WORK ITEM - Determine the number of lines in these entries that hold the word "seen". Give the number and nothing more.

SUPPLIED INFORMATION -
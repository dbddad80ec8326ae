//! Image processing on top of the `image` crate.
//!
//! | Operation | Crate / function |
//! |---|---|
//! | **Decode** | `image::ImageReader`, EXIF orientation applied |
//! | **Thumbnail** | fixed width, aspect kept, Lanczos3 → JPEG |
//! | **Optimized** | fit inside a square bound, Lanczos3 → JPEG |
//!
//! The module is split into:
//! - **Calculations**: Pure functions for dimension math (unit testable)
//! - **Parameters**: Data structures describing image operations
//! - **Backend**: [`ImageBackend`] trait + [`RustBackend`]
//! - **Operations**: High-level functions combining calculations + backend

pub mod backend;
mod calculations;
pub mod operations;
mod params;
pub mod rust_backend;

pub use backend::{BackendError, Dimensions, ImageBackend};
pub use calculations::{fit_inside_dimensions, thumbnail_dimensions};
pub use operations::{
    OptimizedImageConfig, ThumbnailConfig, create_optimized, create_thumbnail, plan_optimized,
    plan_thumbnail,
};
pub use params::{DerivativeKind, DerivativeParams, Quality};
pub use rust_backend::RustBackend;
//! End-to-end tests for the daemon: mock transport → relay worker → listener
//! registry, and the full TCP path through the acceptor.

use std::io::{self, Read};
use std::net::TcpStream;
use std::sync::{Arc, Mutex};
use std::thread;
use std::time::Duration;

use bdremote_core::{RepeatConfig, RELEASE_CODE, REPORT_LEN, REPORT_MAGIC};
use bdremote_daemon::application::manage_listeners::{
    shared_registry, ListenerSink, SharedListenerRegistry,
};
use bdremote_daemon::application::relay_reports::spawn_relay_thread;
use bdremote_daemon::infrastructure::net::start_listener_acceptor;
use bdremote_daemon::infrastructure::transport::mock::MockReportSource;
use bdremote_daemon::infrastructure::transport::ReportSource;
use bdremote_daemon::shutdown::ShutdownSignal;
use uuid::Uuid;

// ── Test helpers ──────────────────────────────────────────────────────────────

fn report(code: u8, state: u8) -> Vec<u8> {
    let mut buf = vec![0u8; REPORT_LEN];
    buf[0] = REPORT_MAGIC;
    buf[5] = code;
    buf[11] = state;
    buf
}

/// Listener test double that records complete lines, optionally failing.
struct RecordingSink {
    id: Uuid,
    fail: bool,
    lines: Arc<Mutex<Vec<String>>>,
}

impl RecordingSink {
    fn register(registry: &SharedListenerRegistry, fail: bool) -> Arc<Mutex<Vec<String>>> {
        let lines = Arc::new(Mutex::new(Vec::new()));
        registry.lock().unwrap().add(Box::new(Self {
            id: Uuid::new_v4(),
            fail,
            lines: Arc::clone(&lines),
        }));
        lines
    }
}

impl ListenerSink for RecordingSink {
    fn id(&self) -> Uuid {
        self.id
    }

    fn send(&mut self, line: &[u8]) -> io::Result<usize> {
        if self.fail {
            return Err(io::Error::new(io::ErrorKind::BrokenPipe, "gone"));
        }
        self.lines
            .lock()
            .unwrap()
            .push(String::from_utf8_lossy(line).into_owned());
        Ok(line.len())
    }

    fn peer(&self) -> String {
        "recording".to_string()
    }
}

/// Polls `cond` for up to two seconds.
fn wait_for<F: Fn() -> bool>(cond: F) -> bool {
    for _ in 0..200 {
        if cond() {
            return true;
        }
        thread::sleep(Duration::from_millis(10));
    }
    false
}

// ── Worker end-to-end ─────────────────────────────────────────────────────────

#[test]
fn press_reaches_every_listener_through_the_worker() {
    let registry = shared_registry();
    let lines_a = RecordingSink::register(&registry, false);
    let lines_b = RecordingSink::register(&registry, false);

    let source = MockReportSource::new(vec![report(0x54, 1), report(RELEASE_CODE, 0)]);
    let queue = source.start().expect("source start");

    let shutdown = ShutdownSignal::new();
    let relay = spawn_relay_thread(
        RepeatConfig::default(),
        queue,
        Arc::clone(&registry),
        shutdown.clone(),
    );

    assert!(
        wait_for(|| !lines_a.lock().unwrap().is_empty() && !lines_b.lock().unwrap().is_empty()),
        "both listeners must receive the press line"
    );

    shutdown.cancel();
    relay.join().expect("relay join");

    // Press only; the release produced nothing.
    assert_eq!(lines_a.lock().unwrap().as_slice(), ["0054 00 up SonyBDRemote\n"]);
    assert_eq!(lines_b.lock().unwrap().as_slice(), ["0054 00 up SonyBDRemote\n"]);
}

#[test]
fn held_key_produces_repeats_after_the_silent_window() {
    let registry = shared_registry();
    let lines = RecordingSink::register(&registry, false);

    // 100 events/s → 10 ms tick → first repeat due 40 ms after the press.
    let config = RepeatConfig {
        repeat_rate: 100,
        debug: false,
    };
    let source = MockReportSource::new(vec![report(0x32, 1)]); // "play", never released
    let queue = source.start().expect("source start");

    let shutdown = ShutdownSignal::new();
    let relay = spawn_relay_thread(config, queue, Arc::clone(&registry), shutdown.clone());

    assert!(
        wait_for(|| lines.lock().unwrap().len() >= 4),
        "press plus several repeats must arrive while the key stays held"
    );

    shutdown.cancel();
    relay.join().expect("relay join");

    let seen = lines.lock().unwrap();
    // Every line is identical: same key, repeat field always the literal 0.
    for line in seen.iter() {
        assert_eq!(line, "0032 00 play SonyBDRemote\n");
    }
}

#[test]
fn unmapped_key_produces_no_output_while_held() {
    let registry = shared_registry();
    let lines = RecordingSink::register(&registry, false);

    let config = RepeatConfig {
        repeat_rate: 100,
        debug: false,
    };
    let source = MockReportSource::new(vec![report(0x77, 1)]); // not in the key table
    let queue = source.start().expect("source start");

    let shutdown = ShutdownSignal::new();
    let relay = spawn_relay_thread(config, queue, Arc::clone(&registry), shutdown.clone());

    // Long enough for repeats to have fired if they were going to.
    thread::sleep(Duration::from_millis(200));

    shutdown.cancel();
    relay.join().expect("relay join");

    assert!(lines.lock().unwrap().is_empty());
}

#[test]
fn failing_listener_is_pruned_and_the_rest_keep_receiving() {
    let registry = shared_registry();
    let healthy = RecordingSink::register(&registry, false);
    let _failing = RecordingSink::register(&registry, true);
    assert_eq!(registry.lock().unwrap().len(), 2);

    let source = MockReportSource::new(vec![report(0x16, 1), report(RELEASE_CODE, 0)]); // "eject"
    let queue = source.start().expect("source start");

    let shutdown = ShutdownSignal::new();
    let relay = spawn_relay_thread(
        RepeatConfig::default(),
        queue,
        Arc::clone(&registry),
        shutdown.clone(),
    );

    assert!(
        wait_for(|| !healthy.lock().unwrap().is_empty()),
        "healthy listener must receive the press"
    );
    assert!(
        wait_for(|| registry.lock().unwrap().len() == 1),
        "failing listener must be removed, exactly one survivor"
    );

    shutdown.cancel();
    relay.join().expect("relay join");

    assert_eq!(
        healthy.lock().unwrap().as_slice(),
        ["0016 00 eject SonyBDRemote\n"]
    );
}

#[test]
fn worker_shuts_down_promptly_while_idle() {
    let registry = shared_registry();
    let source = MockReportSource::new(Vec::new());
    let queue = source.start().expect("source start");

    let shutdown = ShutdownSignal::new();
    let relay = spawn_relay_thread(
        RepeatConfig::default(),
        queue,
        registry,
        shutdown.clone(),
    );

    thread::sleep(Duration::from_millis(20));
    shutdown.cancel();
    relay.join().expect("relay must exit after cancellation");
}

// ── Full TCP path ─────────────────────────────────────────────────────────────

#[test]
fn tcp_listener_receives_the_press_line() {
    let probe = std::net::TcpListener::bind("127.0.0.1:0").unwrap();
    let port = probe.local_addr().unwrap().port();
    drop(probe);

    let registry = shared_registry();
    let shutdown = ShutdownSignal::new();

    let acceptor =
        start_listener_acceptor("127.0.0.1", port, Arc::clone(&registry), shutdown.clone())
            .expect("acceptor start");

    let mut client = TcpStream::connect(("127.0.0.1", port)).expect("connect");
    assert!(wait_for(|| registry.lock().unwrap().len() == 1));

    let source = MockReportSource::new(vec![report(0x56, 1), report(RELEASE_CODE, 0)]); // "down"
    let queue = source.start().expect("source start");
    let relay = spawn_relay_thread(
        RepeatConfig::default(),
        queue,
        Arc::clone(&registry),
        shutdown.clone(),
    );

    let expected = b"0056 00 down SonyBDRemote\n";
    let mut buf = vec![0u8; expected.len()];
    client
        .read_exact(&mut buf)
        .expect("client must receive the press line");
    assert_eq!(buf, expected);

    shutdown.cancel();
    relay.join().expect("relay join");
    acceptor.join().expect("acceptor join");
}
//! The listener-facing wire format.
//!
//! Listeners speak a one-line ASCII protocol; there is exactly one message
//! type on the channel:
//!
//! ```text
//! <code> <repeats> <name> <source>\n
//! 0054 00 up SonyBDRemote
//! ```
//!
//! The key code is four uppercase hex digits, the repeat field two decimal
//! digits, then the key's symbolic name and a fixed tag identifying the
//! remote model.
//!
//! The repeat field on the wire is always the literal `0`, for synthesized
//! repeat events too; the per-session repeat counter exists only for
//! bookkeeping and is never transmitted.

/// Fixed source tag terminating every broadcast line.
pub const SOURCE_TAG: &str = "SonyBDRemote";

/// Formats one broadcast line, including the trailing newline.
pub fn format_event_line(code: u16, repeats: u32, name: &str) -> String {
    format!("{code:04X} {repeats:02} {name} {SOURCE_TAG}\n")
}

// ── Tests ─────────────────────────────────────────────────────────────────────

ANSWER SPACE - 2